▶ Requirement:
Below are the records; restate all of them exactly.

[Dataset items]
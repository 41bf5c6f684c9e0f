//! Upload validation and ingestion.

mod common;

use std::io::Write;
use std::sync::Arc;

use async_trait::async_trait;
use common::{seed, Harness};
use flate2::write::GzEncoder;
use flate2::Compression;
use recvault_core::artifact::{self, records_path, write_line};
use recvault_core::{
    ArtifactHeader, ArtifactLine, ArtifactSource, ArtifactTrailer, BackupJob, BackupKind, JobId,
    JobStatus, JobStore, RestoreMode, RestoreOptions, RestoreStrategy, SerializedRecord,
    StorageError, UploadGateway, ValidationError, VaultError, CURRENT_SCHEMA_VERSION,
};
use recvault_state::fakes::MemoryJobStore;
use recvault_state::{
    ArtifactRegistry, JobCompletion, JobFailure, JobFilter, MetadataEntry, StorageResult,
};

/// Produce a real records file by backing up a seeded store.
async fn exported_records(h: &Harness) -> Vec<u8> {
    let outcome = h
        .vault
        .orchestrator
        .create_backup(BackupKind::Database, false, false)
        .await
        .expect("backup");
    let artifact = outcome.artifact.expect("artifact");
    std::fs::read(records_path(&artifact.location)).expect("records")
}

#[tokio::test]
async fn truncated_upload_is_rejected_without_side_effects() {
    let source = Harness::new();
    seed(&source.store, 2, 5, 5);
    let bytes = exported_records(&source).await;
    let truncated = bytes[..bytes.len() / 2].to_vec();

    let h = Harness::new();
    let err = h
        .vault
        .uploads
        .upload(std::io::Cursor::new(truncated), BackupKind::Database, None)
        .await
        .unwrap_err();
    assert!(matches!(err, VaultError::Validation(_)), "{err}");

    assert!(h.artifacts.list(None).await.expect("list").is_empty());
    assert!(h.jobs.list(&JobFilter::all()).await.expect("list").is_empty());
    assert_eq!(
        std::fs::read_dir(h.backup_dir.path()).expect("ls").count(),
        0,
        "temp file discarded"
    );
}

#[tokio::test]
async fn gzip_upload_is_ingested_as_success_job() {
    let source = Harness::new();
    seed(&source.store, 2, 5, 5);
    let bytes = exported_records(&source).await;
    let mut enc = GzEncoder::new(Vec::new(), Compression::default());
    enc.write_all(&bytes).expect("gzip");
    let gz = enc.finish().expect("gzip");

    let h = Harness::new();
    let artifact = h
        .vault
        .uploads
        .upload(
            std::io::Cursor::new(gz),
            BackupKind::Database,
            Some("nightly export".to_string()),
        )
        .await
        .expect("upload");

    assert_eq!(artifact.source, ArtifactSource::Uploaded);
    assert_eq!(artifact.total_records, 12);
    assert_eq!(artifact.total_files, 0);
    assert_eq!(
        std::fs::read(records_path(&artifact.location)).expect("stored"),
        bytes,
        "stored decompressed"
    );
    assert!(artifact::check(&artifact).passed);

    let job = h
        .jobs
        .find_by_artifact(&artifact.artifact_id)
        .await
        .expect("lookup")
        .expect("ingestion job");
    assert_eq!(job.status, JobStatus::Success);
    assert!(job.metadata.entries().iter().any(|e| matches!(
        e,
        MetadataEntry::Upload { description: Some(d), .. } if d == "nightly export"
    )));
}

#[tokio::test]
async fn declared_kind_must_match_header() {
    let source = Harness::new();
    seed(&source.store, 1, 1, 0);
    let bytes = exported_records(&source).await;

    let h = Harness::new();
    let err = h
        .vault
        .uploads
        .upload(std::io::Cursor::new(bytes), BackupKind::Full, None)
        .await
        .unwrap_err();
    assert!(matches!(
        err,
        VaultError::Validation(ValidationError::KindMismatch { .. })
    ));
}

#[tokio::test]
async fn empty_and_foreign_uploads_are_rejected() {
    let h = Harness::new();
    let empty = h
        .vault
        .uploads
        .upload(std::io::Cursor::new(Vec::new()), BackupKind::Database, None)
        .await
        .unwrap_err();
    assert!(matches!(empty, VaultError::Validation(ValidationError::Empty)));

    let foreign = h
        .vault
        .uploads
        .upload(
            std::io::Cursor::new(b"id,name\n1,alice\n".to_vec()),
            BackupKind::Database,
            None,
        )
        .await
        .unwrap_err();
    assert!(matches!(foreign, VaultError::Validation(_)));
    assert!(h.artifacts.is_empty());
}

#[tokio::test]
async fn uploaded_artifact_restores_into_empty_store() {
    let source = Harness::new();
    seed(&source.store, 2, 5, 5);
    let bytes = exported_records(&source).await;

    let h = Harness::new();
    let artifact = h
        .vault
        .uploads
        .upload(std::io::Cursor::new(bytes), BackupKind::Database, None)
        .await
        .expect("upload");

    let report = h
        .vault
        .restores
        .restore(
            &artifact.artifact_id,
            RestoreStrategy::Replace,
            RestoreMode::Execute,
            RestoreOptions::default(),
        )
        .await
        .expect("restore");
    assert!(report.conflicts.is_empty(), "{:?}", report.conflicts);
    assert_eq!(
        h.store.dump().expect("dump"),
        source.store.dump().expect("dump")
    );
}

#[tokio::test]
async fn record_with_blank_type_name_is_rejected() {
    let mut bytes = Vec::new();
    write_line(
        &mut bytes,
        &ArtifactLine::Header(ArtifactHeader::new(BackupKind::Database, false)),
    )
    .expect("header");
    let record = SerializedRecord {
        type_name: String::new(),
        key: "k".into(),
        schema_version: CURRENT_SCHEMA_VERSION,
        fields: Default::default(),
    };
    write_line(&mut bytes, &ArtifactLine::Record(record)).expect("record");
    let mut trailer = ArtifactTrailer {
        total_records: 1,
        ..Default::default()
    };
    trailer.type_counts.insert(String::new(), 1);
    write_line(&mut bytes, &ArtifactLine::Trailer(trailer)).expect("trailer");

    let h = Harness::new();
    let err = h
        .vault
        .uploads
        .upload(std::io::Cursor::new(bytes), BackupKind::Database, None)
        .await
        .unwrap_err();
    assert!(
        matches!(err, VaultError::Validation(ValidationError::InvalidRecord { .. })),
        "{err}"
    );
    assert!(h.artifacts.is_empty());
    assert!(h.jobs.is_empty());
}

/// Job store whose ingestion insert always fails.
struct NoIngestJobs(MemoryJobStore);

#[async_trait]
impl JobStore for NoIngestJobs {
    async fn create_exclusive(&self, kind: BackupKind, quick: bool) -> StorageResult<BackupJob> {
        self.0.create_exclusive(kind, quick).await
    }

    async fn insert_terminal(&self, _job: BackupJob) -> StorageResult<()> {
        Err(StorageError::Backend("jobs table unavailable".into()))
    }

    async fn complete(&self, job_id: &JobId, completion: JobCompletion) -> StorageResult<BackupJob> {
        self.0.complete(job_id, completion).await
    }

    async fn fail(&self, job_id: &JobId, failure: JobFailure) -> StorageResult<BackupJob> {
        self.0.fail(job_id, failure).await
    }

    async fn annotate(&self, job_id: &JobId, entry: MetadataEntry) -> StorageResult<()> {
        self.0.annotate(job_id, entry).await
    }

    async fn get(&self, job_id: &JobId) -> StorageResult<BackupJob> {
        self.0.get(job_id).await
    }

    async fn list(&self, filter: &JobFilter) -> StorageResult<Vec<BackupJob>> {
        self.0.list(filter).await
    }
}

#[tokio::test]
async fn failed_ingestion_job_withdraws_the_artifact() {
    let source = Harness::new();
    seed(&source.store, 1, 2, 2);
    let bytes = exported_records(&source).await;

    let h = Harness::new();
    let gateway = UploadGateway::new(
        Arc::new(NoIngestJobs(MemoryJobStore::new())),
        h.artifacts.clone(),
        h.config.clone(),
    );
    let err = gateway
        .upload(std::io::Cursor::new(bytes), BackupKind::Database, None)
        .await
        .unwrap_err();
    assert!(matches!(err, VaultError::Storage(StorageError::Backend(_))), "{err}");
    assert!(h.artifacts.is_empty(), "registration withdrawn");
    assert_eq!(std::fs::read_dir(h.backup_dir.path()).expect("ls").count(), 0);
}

▶ Written reply:
repository 41bf5c6f684c9e0f
//! Upload validation and ingestion.

mod common;

use std::io::Write;
use std::sync::Arc;

use async_trait::async_trait;
use common::{seed, Harness};
use flate2::write::GzEncoder;
use flate2::Compression;
use recvault_core::artifact::{self, records_path, write_line};
use recvault_core::{
    ArtifactHeader, ArtifactLine, ArtifactSource, ArtifactTrailer, BackupJob, BackupKind, JobId,
    JobStatus, JobStore, RestoreMode, RestoreOptions, RestoreStrategy, SerializedRecord,
    StorageError, UploadGateway, ValidationError, VaultError, CURRENT_SCHEMA_VERSION,
};
use recvault_state::fakes::MemoryJobStore;
use recvault_state::{
    ArtifactRegistry, JobCompletion, JobFailure, JobFilter, MetadataEntry, StorageResult,
};

/// Produce a real records file by backing up a seeded store.
async fn exported_records(h: &Harness) -> Vec<u8> {
    let outcome = h
        .vault
        .orchestrator
        .create_backup(BackupKind::Database, false, false)
        .await
        .expect("backup");
    let artifact = outcome.artifact.expect("artifact");
    std::fs::read(records_path(&artifact.location)).expect("records")
}

#[tokio::test]
async fn truncated_upload_is_rejected_without_side_effects() {
    let source = Harness::new();
    seed(&source.store, 2, 5, 5);
    let bytes = exported_records(&source).await;
    let truncated = bytes[..bytes.len() / 2].to_vec();

    let h = Harness::new();
    let err = h
        .vault
        .uploads
        .upload(std::io::Cursor::new(truncated), BackupKind::Database, None)
        .await
        .unwrap_err();
    assert!(matches!(err, VaultError::Validation(_)), "{err}");

    assert!(h.artifacts.list(None).await.expect("list").is_empty());
    assert!(h.jobs.list(&JobFilter::all()).await.expect("list").is_empty());
    assert_eq!(
        std::fs::read_dir(h.backup_dir.path()).expect("ls").count(),
        0,
        "temp file discarded"
    );
}

#[tokio::test]
async fn gzip_upload_is_ingested_as_success_job() {
    let source = Harness::new();
    seed(&source.store, 2, 5, 5);
    let bytes = exported_records(&source).await;
    let mut enc = GzEncoder::new(Vec::new(), Compression::default());
    enc.write_all(&bytes).expect("gzip");
    let gz = enc.finish().expect("gzip");

    let h = Harness::new();
    let artifact = h
        .vault
        .uploads
        .upload(
            std::io::Cursor::new(gz),
            BackupKind::Database,
            Some("nightly export".to_string()),
        )
        .await
        .expect("upload");

    assert_eq!(artifact.source, ArtifactSource::Uploaded);
    assert_eq!(artifact.total_records, 12);
    assert_eq!(artifact.total_files, 0);
    assert_eq!(
        std::fs::read(records_path(&artifact.location)).expect("stored"),
        bytes,
        "stored decompressed"
    );
    assert!(artifact::check(&artifact).passed);

    let job = h
        .jobs
        .find_by_artifact(&artifact.artifact_id)
        .await
        .expect("lookup")
        .expect("ingestion job");
    assert_eq!(job.status, JobStatus::Success);
    assert!(job.metadata.entries().iter().any(|e| matches!(
        e,
        MetadataEntry::Upload { description: Some(d), .. } if d == "nightly export"
    )));
}

#[tokio::test]
async fn declared_kind_must_match_header() {
    let source = Harness::new();
    seed(&source.store, 1, 1, 0);
    let bytes = exported_records(&source).await;

    let h = Harness::new();
    let err = h
        .vault
        .uploads
        .upload(std::io::Cursor::new(bytes), BackupKind::Full, None)
        .await
        .unwrap_err();
    assert!(matches!(
        err,
        VaultError::Validation(ValidationError::KindMismatch { .. })
    ));
}

#[tokio::test]
async fn empty_and_foreign_uploads_are_rejected() {
    let h = Harness::new();
    let empty = h
        .vault
        .uploads
        .upload(std::io::Cursor::new(Vec::new()), BackupKind::Database, None)
        .await
        .unwrap_err();
    assert!(matches!(empty, VaultError::Validation(ValidationError::Empty)));

    let foreign = h
        .vault
        .uploads
        .upload(
            std::io::Cursor::new(b"id,name\n1,alice\n".to_vec()),
            BackupKind::Database,
            None,
        )
        .await
        .unwrap_err();
    assert!(matches!(foreign, VaultError::Validation(_)));
    assert!(h.artifacts.is_empty());
}

#[tokio::test]
async fn uploaded_artifact_restores_into_empty_store() {
    let source = Harness::new();
    seed(&source.store, 2, 5, 5);
    let bytes = exported_records(&source).await;

    let h = Harness::new();
    let artifact = h
        .vault
        .uploads
        .upload(std::io::Cursor::new(bytes), BackupKind::Database, None)
        .await
        .expect("upload");

    let report = h
        .vault
        .restores
        .restore(
            &artifact.artifact_id,
            RestoreStrategy::Replace,
            RestoreMode::Execute,
            RestoreOptions::default(),
        )
        .await
        .expect("restore");
    assert!(report.conflicts.is_empty(), "{:?}", report.conflicts);
    assert_eq!(
        h.store.dump().expect("dump"),
        source.store.dump().expect("dump")
    );
}

#[tokio::test]
async fn record_with_blank_type_name_is_rejected() {
    let mut bytes = Vec::new();
    write_line(
        &mut bytes,
        &ArtifactLine::Header(ArtifactHeader::new(BackupKind::Database, false)),
    )
    .expect("header");
    let record = SerializedRecord {
        type_name: String::new(),
        key: "k".into(),
        schema_version: CURRENT_SCHEMA_VERSION,
        fields: Default::default(),
    };
    write_line(&mut bytes, &ArtifactLine::Record(record)).expect("record");
    let mut trailer = ArtifactTrailer {
        total_records: 1,
        ..Default::default()
    };
    trailer.type_counts.insert(String::new(), 1);
    write_line(&mut bytes, &ArtifactLine::Trailer(trailer)).expect("trailer");

    let h = Harness::new();
    let err = h
        .vault
        .uploads
        .upload(std::io::Cursor::new(bytes), BackupKind::Database, None)
        .await
        .unwrap_err();
    assert!(
        matches!(err, VaultError::Validation(ValidationError::InvalidRecord { .. })),
        "{err}"
    );
    assert!(h.artifacts.is_empty());
    assert!(h.jobs.is_empty());
}

/// Job store whose ingestion insert always fails.
struct NoIngestJobs(MemoryJobStore);

#[async_trait]
impl JobStore for NoIngestJobs {
    async fn create_exclusive(&self, kind: BackupKind, quick: bool) -> StorageResult<BackupJob> {
        self.0.create_exclusive(kind, quick).await
    }

    async fn insert_terminal(&self, _job: BackupJob) -> StorageResult<()> {
        Err(StorageError::Backend("jobs table unavailable".into()))
    }

    async fn complete(&self, job_id: &JobId, completion: JobCompletion) -> StorageResult<BackupJob> {
        self.0.complete(job_id, completion).await
    }

    async fn fail(&self, job_id: &JobId, failure: JobFailure) -> StorageResult<BackupJob> {
        self.0.fail(job_id, failure).await
    }

    async fn annotate(&self, job_id: &JobId, entry: MetadataEntry) -> StorageResult<()> {
        self.0.annotate(job_id, entry).await
    }

    async fn get(&self, job_id: &JobId) -> StorageResult<BackupJob> {
        self.0.get(job_id).await
    }

    async fn list(&self, filter: &JobFilter) -> StorageResult<Vec<BackupJob>> {
        self.0.list(filter).await
    }
}

#[tokio::test]
async fn failed_ingestion_job_withdraws_the_artifact() {
    let source = Harness::new();
    seed(&source.store, 1, 2, 2);
    let bytes = exported_records(&source).await;

    let h = Harness::new();
    let gateway = UploadGateway::new(
        Arc::new(NoIngestJobs(MemoryJobStore::new())),
        h.artifacts.clone(),
        h.config.clone(),
    );
    let err = gateway
        .upload(std::io::Cursor::new(bytes), BackupKind::Database, None)
        .await
        .unwrap_err();
    assert!(matches!(err, VaultError::Storage(StorageError::Backend(_))), "{err}");
    assert!(h.artifacts.is_empty(), "registration withdrawn");
    assert_eq!(std::fs::read_dir(h.backup_dir.path()).expect("ls").count(), 0);
}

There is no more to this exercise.